EXERCISE DESCRIPTION »
Among the lines below, count those with the word "errors". Answer with the number only.

SOURCE MATERIAL section start

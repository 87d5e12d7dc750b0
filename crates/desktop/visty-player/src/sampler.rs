// Copyright 2025 Crrow
//
// Licensed under the Apache License, Version 2.0 (the "License");
// you may not use this file except in compliance with the License.
// You may obtain a copy of the License at
//
//      http://www.apache.org/licenses/LICENSE-2.0
//
// Unless required by applicable law or agreed to in writing, software
// distributed under the License is distributed on an "AS IS" BASIS,
// WITHOUT WARRANTIES OR CONDITIONS OF ANY KIND, either express or implied.
// See the License for the specific language governing permissions and
// limitations under the License.

//! Periodic mirroring of the media element into the window state.

use std::{sync::Arc, time::Duration};

use tokio::{task::JoinHandle, time::MissedTickBehavior};

use crate::{
    state::{ChangeSource, Volume, WindowId, WindowPatch, WindowState, WindowStore},
    util::ResultExt as _,
};

const EPSILON: f64 = 1e-3;

const MIN_PERIOD: Duration = Duration::from_millis(1);

/// What the media element reports at one instant.
#[derive(Debug, Clone, Copy, PartialEq)]
pub struct MediaSample {
    pub current_time: f64,
    pub duration:     Option<f64>,
    pub volume:       f64,
    pub muted:        bool,
}

/// Read access to the media element of one window.
pub trait MediaProbe: Send + Sync {
    /// Current playback values, `None` while nothing is loaded.
    fn sample(&self) -> Option<MediaSample>;

    fn seek(&self, time: f64);
}

/// Samples `probe` every `period` and writes differences into the store as
/// [`ChangeSource::Sampled`] updates. Also keeps playback inside the partial
/// loop, if one is set. Stops once the window is gone from the store.
/// Periods shorter than a millisecond are raised to one.
pub fn spawn_sampler(
    store: WindowStore,
    id: WindowId,
    probe: Arc<dyn MediaProbe>,
    period: Duration,
) -> JoinHandle<()> {
    tokio::spawn(async move {
        let mut ticker = tokio::time::interval(period.max(MIN_PERIOD));
        ticker.set_missed_tick_behavior(MissedTickBehavior::Skip);
        loop {
            ticker.tick().await;
            let Ok(window) = store.get_window(id) else {
                tracing::debug!(%id, "window gone, sampler stopped");
                break;
            };
            let Some(mut sample) = probe.sample() else {
                continue;
            };

            if let Some(range) = window.loop_range {
                if !range.contains(sample.current_time) {
                    probe.seek(range.start());
                    sample.current_time = range.start();
                }
            }

            if let Some(patch) = sample_patch(&window, &sample) {
                store.update_window_from(id, patch, ChangeSource::Sampled).log_err();
            }
        }
    })
}

/// The fields of `sample` that differ from `window`, `None` when nothing
/// changed.
fn sample_patch(window: &WindowState, sample: &MediaSample) -> Option<WindowPatch> {
    let differs = |a: f64, b: f64| (a - b).abs() > EPSILON;

    let patch = WindowPatch {
        current_time: differs(window.current_time, sample.current_time)
            .then_some(sample.current_time),
        duration: sample
            .duration
            .filter(|duration| window.duration.is_none_or(|known| differs(known, *duration))),
        volume: differs(window.volume.value(), sample.volume).then(|| Volume::new(sample.volume)),
        muted: (window.muted != sample.muted).then_some(sample.muted),
        ..Default::default()
    };

    (patch != WindowPatch::default()).then_some(patch)
}

#[cfg(test)]
mod tests {
    use parking_lot::Mutex;

    use super::*;
    use crate::state::{LoopRange, StoreChange};

    struct FakeProbe {
        time:  Mutex<f64>,
        seeks: Mutex<Vec<f64>>,
    }

    impl FakeProbe {
        fn at(time: f64) -> Arc<Self> {
            Arc::new(Self {
                time:  Mutex::new(time),
                seeks: Mutex::new(Vec::new()),
            })
        }
    }

    impl MediaProbe for FakeProbe {
        fn sample(&self) -> Option<MediaSample> {
            Some(MediaSample {
                current_time: *self.time.lock(),
                duration:     Some(60.0),
                volume:       1.0,
                muted:        false,
            })
        }

        fn seek(&self, time: f64) {
            *self.time.lock() = time;
            self.seeks.lock().push(time);
        }
    }

    #[tokio::test(start_paused = true)]
    async fn playback_past_the_loop_end_jumps_back() {
        let store = WindowStore::default();
        let id = WindowId::new(1);
        let window = WindowState {
            loop_range: Some(LoopRange::new(10.0, 20.0, None).unwrap()),
            ..Default::default()
        };
        store.create_window(id, window).unwrap();
        let mut changes = store.subscribe();
        changes.recv().await.unwrap();

        let probe = FakeProbe::at(21.5);
        let task = spawn_sampler(store.clone(), id, probe.clone(), Duration::from_millis(250));

        let event = changes.recv().await.unwrap();
        assert_eq!(event.change, StoreChange::WindowUpdated(id));
        assert_eq!(event.source, ChangeSource::Sampled);
        assert_eq!(probe.seeks.lock().as_slice(), &[10.0]);

        let window = store.get_window(id).unwrap();
        assert!((window.current_time - 10.0).abs() < f64::EPSILON);
        assert_eq!(window.duration, Some(60.0));

        store.remove_window(id);
        task.await.unwrap();
    }

    #[tokio::test(start_paused = true)]
    async fn zero_period_still_samples() {
        let store = WindowStore::default();
        let id = WindowId::new(1);
        store.create_window(id, WindowState::default()).unwrap();
        let mut changes = store.subscribe();

        let task = spawn_sampler(store.clone(), id, FakeProbe::at(3.0), Duration::ZERO);
        let event = changes.recv().await.unwrap();
        assert_eq!(event.source, ChangeSource::Sampled);
        assert!((store.get_window(id).unwrap().current_time - 3.0).abs() < f64::EPSILON);

        store.remove_window(id);
        task.await.unwrap();
    }

    #[test]
    fn unchanged_samples_produce_no_patch() {
        let window = WindowState {
            current_time: 5.0,
            duration: Some(60.0),
            ..Default::default()
        };
        let sample = MediaSample {
            current_time: 5.0,
            duration:     Some(60.0),
            volume:       1.0,
            muted:        false,
        };
        assert_eq!(sample_patch(&window, &sample), None);

        let moved = MediaSample { current_time: 6.0, ..sample };
        assert_eq!(sample_patch(&window, &moved).unwrap().current_time, Some(6.0));
    }
}
// Copyright 2025 Crrow
//
// Licensed under the Apache License, Version 2.0 (the "License");
// you may not use this file except in compliance with the License.
// You may obtain a copy of the License at
//
//      http://www.apache.org/licenses/LICENSE-2.0
//
// Unless required by applicable law or agreed to in writing, software
// distributed under the License is distributed on an "AS IS" BASIS,
// WITHOUT WARRANTIES OR CONDITIONS OF ANY KIND, either express or implied.
// See the License for the specific language governing permissions and
// limitations under the License.

use std::fmt::Debug;

/// Absorbs an error at a component boundary after logging it.
pub trait ResultExt<E> {
    type Ok;

    /// Log the error at `error` level and discard it.
    fn log_err(self) -> Option<Self::Ok>;

    /// Log the error at `warn` level with `context` and discard it.
    fn warn_err(self, context: &str) -> Option<Self::Ok>;
}

impl<T, E> ResultExt<E> for Result<T, E>
where
    E: Debug,
{
    type Ok = T;

    #[track_caller]
    fn log_err(self) -> Option<T> {
        match self {
            Ok(value) => Some(value),
            Err(error) => {
                let loc = std::panic::Location::caller();
                tracing::error!(
                    error = ?error,
                    caller.file = %loc.file(),
                    caller.line = loc.line(),
                    caller.col  = loc.column(),
                    "error"
                );
                None
            }
        }
    }

    #[track_caller]
    fn warn_err(self, context: &str) -> Option<T> {
        match self {
            Ok(value) => Some(value),
            Err(error) => {
                let loc = std::panic::Location::caller();
                tracing::warn!(
                    error = ?error,
                    caller.file = %loc.file(),
                    caller.line = loc.line(),
                    "{context}"
                );
                None
            }
        }
    }
}
// Copyright 2025 Crrow
//
// Licensed under the Apache License, Version 2.0 (the "License");
// you may not use this file except in compliance with the License.
// You may obtain a copy of the License at
//
//      http://www.apache.org/licenses/LICENSE-2.0
//
// Unless required by applicable law or agreed to in writing, software
// distributed under the License is distributed on an "AS IS" BASIS,
// WITHOUT WARRANTIES OR CONDITIONS OF ANY KIND, either express or implied.
// See the License for the specific language governing permissions and
// limitations under the License.

use std::{path::PathBuf, time::Duration};

use smart_default::SmartDefault;

/// Database configuration
#[derive(Debug, Clone, SmartDefault, bon::Builder)]
#[builder(on(Duration, into))]
pub struct DatabaseConfig {
    /// Path to the SQLite database file
    #[default(_code = "PathBuf::from(\"visty.db\")")]
    #[builder(default = PathBuf::from("visty.db"), into, getter)]
    pub db_path: PathBuf,

    /// Maximum number of connections in the pool
    #[default = 4]
    #[builder(default = 4, getter)]
    pub max_connections: u32,

    /// Connection timeout (default: 30 seconds)
    #[default(_code = "Duration::from_secs(30)")]
    #[builder(default = Duration::from_secs(30), getter)]
    pub connect_timeout: Duration,

    /// Idle timeout for connections (default: 10 minutes)
    #[default(_code = "Some(Duration::from_secs(600))")]
    #[builder(getter)]
    pub idle_timeout: Option<Duration>,

    /// Number of storage-change notifications buffered per subscriber
    /// before the slowest one starts missing them.
    #[default = 64]
    #[builder(default = 64, getter)]
    pub change_capacity: usize,

    /// How often the database is checked for writes made by other
    /// processes. Zero turns the check off.
    #[default(_code = "Duration::from_millis(250)")]
    #[builder(default = Duration::from_millis(250), getter)]
    pub watch_interval: Duration,
}
// Copyright 2025 Crrow
//
// Licensed under the Apache License, Version 2.0 (the "License");
// you may not use this file except in compliance with the License.
// You may obtain a copy of the License at
//
//      http://www.apache.org/licenses/LICENSE-2.0
//
// Unless required by applicable law or agreed to in writing, software
// distributed under the License is distributed on an "AS IS" BASIS,
// WITHOUT WARRANTIES OR CONDITIONS OF ANY KIND, either express or implied.
// See the License for the specific language governing permissions and
// limitations under the License.

//! Logging and panic reporting shared by every visty crate.

pub mod logging;
mod panic_hook;

pub use panic_hook::{panic_count, set_panic_hook};
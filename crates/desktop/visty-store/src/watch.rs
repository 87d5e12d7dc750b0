// Copyright 2025 Crrow
//
// Licensed under the Apache License, Version 2.0 (the "License");
// you may not use this file except in compliance with the License.
// You may obtain a copy of the License at
//
//      http://www.apache.org/licenses/LICENSE-2.0
//
// Unless required by applicable law or agreed to in writing, software
// distributed under the License is distributed on an "AS IS" BASIS,
// WITHOUT WARRANTIES OR CONDITIONS OF ANY KIND, either express or implied.
// See the License for the specific language governing permissions and
// limitations under the License.

//! Notices writes made to the database file by other processes.
//!
//! `PRAGMA data_version` on a dedicated connection changes whenever another
//! connection commits. When it moves, the table is compared with the values
//! this process last wrote or saw, and every difference is announced with no
//! origin.

use std::{collections::HashMap, sync::Arc, time::Duration};

use sqlx::{Connection, SqliteConnection, SqlitePool, sqlite::SqliteConnectOptions};
use tokio::{
    sync::{Mutex, broadcast},
    task::JoinHandle,
    time::MissedTickBehavior,
};

use crate::{err::*, kv::StorageChange};

/// The value of every key as this process knows it.
///
/// In-process writers hold the lock around their statement and record what
/// they wrote, so the watcher only reports values written elsewhere.
pub(crate) type KnownValues = Arc<Mutex<HashMap<String, String>>>;

pub(crate) async fn read_all(pool: &SqlitePool) -> Result<HashMap<String, String>> {
    let rows: Vec<(String, String)> = sqlx::query_as("SELECT key, value FROM kv_table")
        .fetch_all(pool)
        .await?;
    Ok(rows.into_iter().collect())
}

/// Aborts the watch task once the last [`crate::DBStore`] clone is gone.
pub(crate) struct WatchGuard(JoinHandle<()>);

impl WatchGuard {
    pub(crate) fn stop(&self) { self.0.abort(); }
}

impl Drop for WatchGuard {
    fn drop(&mut self) { self.0.abort(); }
}

pub(crate) async fn spawn(
    options: &SqliteConnectOptions,
    known: KnownValues,
    changes: broadcast::Sender<StorageChange>,
    period: Duration,
) -> Result<WatchGuard> {
    let mut conn = SqliteConnection::connect_with(options).await?;
    let mut version = data_version(&mut conn).await?;

    let task = tokio::spawn(async move {
        let mut ticker = tokio::time::interval(period);
        ticker.set_missed_tick_behavior(MissedTickBehavior::Skip);
        loop {
            ticker.tick().await;
            if let Err(e) = poll(&mut conn, &known, &changes, &mut version).await {
                tracing::warn!(error = %e, "checking for outside writes failed");
            }
        }
    });
    Ok(WatchGuard(task))
}

async fn data_version(conn: &mut SqliteConnection) -> Result<i64> {
    Ok(sqlx::query_scalar::<_, i64>("PRAGMA data_version")
        .fetch_one(&mut *conn)
        .await?)
}

async fn poll(
    conn: &mut SqliteConnection,
    known: &KnownValues,
    changes: &broadcast::Sender<StorageChange>,
    version: &mut i64,
) -> Result<()> {
    let current = data_version(conn).await?;
    if current == *version {
        return Ok(());
    }
    *version = current;

    let mut known = known.lock().await;
    let rows: Vec<(String, String)> = sqlx::query_as("SELECT key, value FROM kv_table")
        .fetch_all(&mut *conn)
        .await?;
    let stored: HashMap<String, String> = rows.into_iter().collect();

    for (key, value) in &stored {
        if known.get(key) != Some(value) {
            tracing::debug!(key, "outside write");
            let _ = changes.send(StorageChange {
                key:       key.clone(),
                new_value: Some(value.clone()),
                origin:    None,
            });
        }
    }
    for key in known.keys().filter(|key| !stored.contains_key(*key)) {
        tracing::debug!(key, "outside removal");
        let _ = changes.send(StorageChange {
            key:       key.clone(),
            new_value: None,
            origin:    None,
        });
    }
    *known = stored;
    Ok(())
}
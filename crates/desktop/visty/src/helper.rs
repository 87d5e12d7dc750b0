// Copyright 2025 Crrow
//
// Licensed under the Apache License, Version 2.0 (the "License");
// you may not use this file except in compliance with the License.
// You may obtain a copy of the License at
//
//      http://www.apache.org/licenses/LICENSE-2.0
//
// Unless required by applicable law or agreed to in writing, software
// distributed under the License is distributed on an "AS IS" BASIS,
// WITHOUT WARRANTIES OR CONDITIONS OF ANY KIND, either express or implied.
// See the License for the specific language governing permissions and
// limitations under the License.

use std::{
    collections::HashMap,
    io::{self, IsTerminal},
    path::Path,
    sync::OnceLock,
};

use jiff::Timestamp;
use visty_common_telemetry::logging::LoggingOptions;

static STARTUP_TIME: OnceLock<Timestamp> = OnceLock::new();

const FORCE_CLI_MODE_ENV_VAR_NAME: &str = "VISTY_FORCE_CLI_MODE";

#[inline]
pub(crate) fn startup_time() -> Timestamp { *STARTUP_TIME.get_or_init(Timestamp::now) }

pub(crate) fn init_paths() -> HashMap<io::ErrorKind, Vec<&'static Path>> {
    [
        visty_paths::config_dir(),
        visty_paths::database_dir(),
        visty_paths::logs_dir(),
        visty_paths::temp_dir(),
    ]
    .into_iter()
    .fold(HashMap::default(), |mut errors, path| {
        if let Err(e) = std::fs::create_dir_all(path) {
            errors.entry(e.kind()).or_insert_with(Vec::new).push(path);
        }
        errors
    })
}

pub(crate) fn files_not_created_on_launch(errors: HashMap<io::ErrorKind, Vec<&Path>>) -> String {
    let details = errors
        .into_iter()
        .filter_map(|(kind, paths)| {
            #[allow(unused_mut)] // for non-unix platforms
            let mut details = match paths.as_slice() {
                [] => return None,
                [path] => format!("{kind} when creating directory {}", path.display()),
                many => format!("{kind} when creating directories {many:?}"),
            };

            #[cfg(unix)]
            {
                if kind == io::ErrorKind::PermissionDenied {
                    details.push_str(
                        "\n\nConsider using chown and chmod tools for altering the directories \
                         permissions if your user has corresponding rights.",
                    );
                }
            }

            Some(details)
        })
        .collect::<Vec<_>>()
        .join("\n\n");

    format!("Visty failed to launch: {details}")
}

pub(crate) fn stdout_is_a_pty() -> bool {
    std::env::var(FORCE_CLI_MODE_ENV_VAR_NAME).ok().is_none() && io::stdout().is_terminal()
}

/// Logging for the player itself: rolling files in the logs directory unless
/// the config names another one.
pub(crate) fn player_logging(configured: &LoggingOptions) -> LoggingOptions {
    let mut options = configured.clone();
    if options.dir.is_empty() {
        options.dir = visty_paths::logs_dir().to_string_lossy().into_owned();
    }
    options.append_stdout = options.append_stdout && stdout_is_a_pty();
    options
}

/// Logging for one-shot commands: warnings to stdout only.
pub(crate) fn command_logging() -> LoggingOptions {
    LoggingOptions::builder().level("warn").build()
}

SOURCE MATERIAL section end

SOLUTION FOR THIS EXERCISE »
5